My nerves have been on edge this week. I could list about ten reasons why that is, but I’ll save you the invitation to my Pity Party. Instead I’ll say that it’s completely ridiculous to stand in front of a dermatologist (so she can look at one little questionable spot) and be told that it will be a year’s wait for her to look at the rest of my body.
Yes, I have a dermatologist appointment for July 31, 2013. Gosh! Hope I remember.
Two years ago I had a small spot removed. I remember it clearly because the procedure was scheduled for the same day we had Hank put down. It was an intentional double-whammy so I could get all my tears out at once.
Anyway, it appears that the same type of spot has regrown in another place so after a three-month wait to get it checked, the doctor indeed performed a biopsy. Afterward, I fully expected her to ask about the rest of my skin, and when she didn’t, I asked her about it. She said I could have a full-body scan done in a separate appointment.

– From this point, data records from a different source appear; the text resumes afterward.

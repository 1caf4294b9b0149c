//! Static-export build configuration for the hosting framework.
//!
//! Serialises to the camelCase object the framework reads from
//! `next.config.json`.

use serde::{Deserialize, Serialize};

use crate::error::Error;

/// Build output mode.
#[derive(Debug, Clone, Copy, Default, PartialEq, Eq, Serialize, Deserialize)]
#[serde(rename_all = "lowercase")]
pub enum OutputMode {
    /// Fully static site, no server runtime.
    #[default]
    Export,
    /// Self-contained server bundle.
    Standalone,
}

/// Image handling.
#[derive(Debug, Clone, Copy, PartialEq, Eq, Serialize, Deserialize)]
#[serde(default)]
pub struct Images {
    /// Skip the image-optimisation service. Static hosts cannot run it.
    pub unoptimized: bool,
}

impl Default for Images {
    fn default() -> Self {
        Self { unoptimized: true }
    }
}

/// Experimental framework flags.
#[derive(Debug, Clone, Copy, Default, PartialEq, Eq, Serialize, Deserialize)]
#[serde(default, rename_all = "camelCase")]
pub struct Experimental {
    /// CSS optimisation; unsupported with static export.
    pub optimize_css: bool,
}

/// Hosting framework build configuration.
#[derive(Debug, Clone, Copy, PartialEq, Eq, Serialize, Deserialize)]
#[serde(rename_all = "camelCase")]
pub struct ExportConfig {
    /// Extra development-time checks in the UI framework.
    #[serde(default = "default_true")]
    pub react_strict_mode: bool,
    /// Output mode.
    #[serde(default)]
    pub output: OutputMode,
    /// Image handling.
    #[serde(default)]
    pub images: Images,
    /// Experimental flags.
    #[serde(default)]
    pub experimental: Experimental,
}

const fn default_true() -> bool {
    true
}

impl Default for ExportConfig {
    fn default() -> Self {
        Self {
            react_strict_mode: true,
            output: OutputMode::Export,
            images: Images::default(),
            experimental: Experimental::default(),
        }
    }
}

impl ExportConfig {
    /// Rejects flag combinations the static host cannot serve.
    ///
    /// A server build with unoptimised images is accepted.
    ///
    /// # Errors
    ///
    /// Returns [`Error::Export`] for a static export with optimised images
    /// or with CSS optimisation enabled.
    pub fn validate(&self) -> Result<(), Error> {
        if self.output != OutputMode::Export {
            return Ok(());
        }
        if !self.images.unoptimized {
            return Err(Error::export(
                "static export requires images.unoptimized = true",
            ));
        }
        if self.experimental.optimize_css {
            return Err(Error::export(
                "experimental.optimizeCss is not supported with static export",
            ));
        }
        Ok(())
    }

    /// Pretty-printed JSON form.
    ///
    /// # Errors
    ///
    /// Returns [`Error::Export`] if serialisation fails.
    pub fn to_json(&self) -> Result<String, Error> {
        serde_json::to_string_pretty(self)
            .map_err(|e| Error::export(format!("failed to serialise build config: {e}")))
    }
}
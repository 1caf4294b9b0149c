//! `faucet-config init` command — generate a default TOML settings file.

use std::fs;
use std::path::Path;

use crate::config::generate_default_settings;
use crate::error::Error;

/// Execute the `init` command.
///
/// Writes the default settings template to `output`. Refuses to overwrite an
/// existing file unless `force` is `true`.
///
/// # Errors
///
/// Returns an error if the file already exists (without `--force`) or if
/// writing fails.
pub fn run(output: &Path, force: bool) -> Result<(), Error> {
    if output.exists() && !force {
        return Err(Error::config(format!(
            "'{}' already exists, use --force to overwrite",
            output.display()
        )));
    }

    fs::write(output, generate_default_settings())
        .map_err(|e| Error::config_with(format!("failed to write '{}'", output.display()), e))?;

    #[cfg(feature = "telemetry")]
    tracing::info!(path = %output.display(), "settings file written");
    Ok(())
}

#[cfg(test)]
mod tests {
    use super::*;

    #[test]
    fn refuses_to_overwrite_without_force() {
        let dir = tempfile::tempdir().unwrap();
        let path = dir.path().join("existing.toml");
        fs::write(&path, "app_name = \"keep me\"").unwrap();

        let err = run(&path, false).unwrap_err();
        assert!(err.to_string().contains("already exists"));
        assert_eq!(fs::read_to_string(&path).unwrap(), "app_name = \"keep me\"");

        run(&path, true).unwrap();
        assert_eq!(fs::read_to_string(&path).unwrap(), generate_default_settings());
    }
}
//! Hanzo Network Faucet wallet configuration.
//!
//! Declares the chains, wallet connectors, storage, and transports the faucet
//! frontend connects with, plus the static-export build configuration for its
//! hosting framework.
//!
//! ```
//! use faucet_config::{ConfigCell, ExecutionContext, Settings, WalletConfig};
//!
//! let cell = ConfigCell::new();
//! let config = cell.get_or_init(|| {
//!     WalletConfig::build(&Settings::default(), "", ExecutionContext::Server)
//! });
//! assert_eq!(config.chains().len(), 4);
//! ```

pub mod chain;
pub mod cmd;
pub mod config;
pub mod connector;
pub mod error;
pub mod export;
pub mod storage;
#[cfg(feature = "telemetry")]
pub mod telemetry;
pub mod transport;
pub mod wallet;

pub use config::Settings;
pub use error::Error;
pub use storage::ExecutionContext;
pub use wallet::{ConfigCell, WalletConfig};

Okay, I thought. In a few weeks?
Nope. One year. That’s how long the wait is. I stood there looking at her with all my skin right in front of her face, including a patched-up spot she just butchered, but she will not look at it intently for another year.
This is why I have chosen to bury my nose in a book every morning, every afternoon, and nearly every night. It’s my favorite form of escapism, and currently, that’s just how I deal.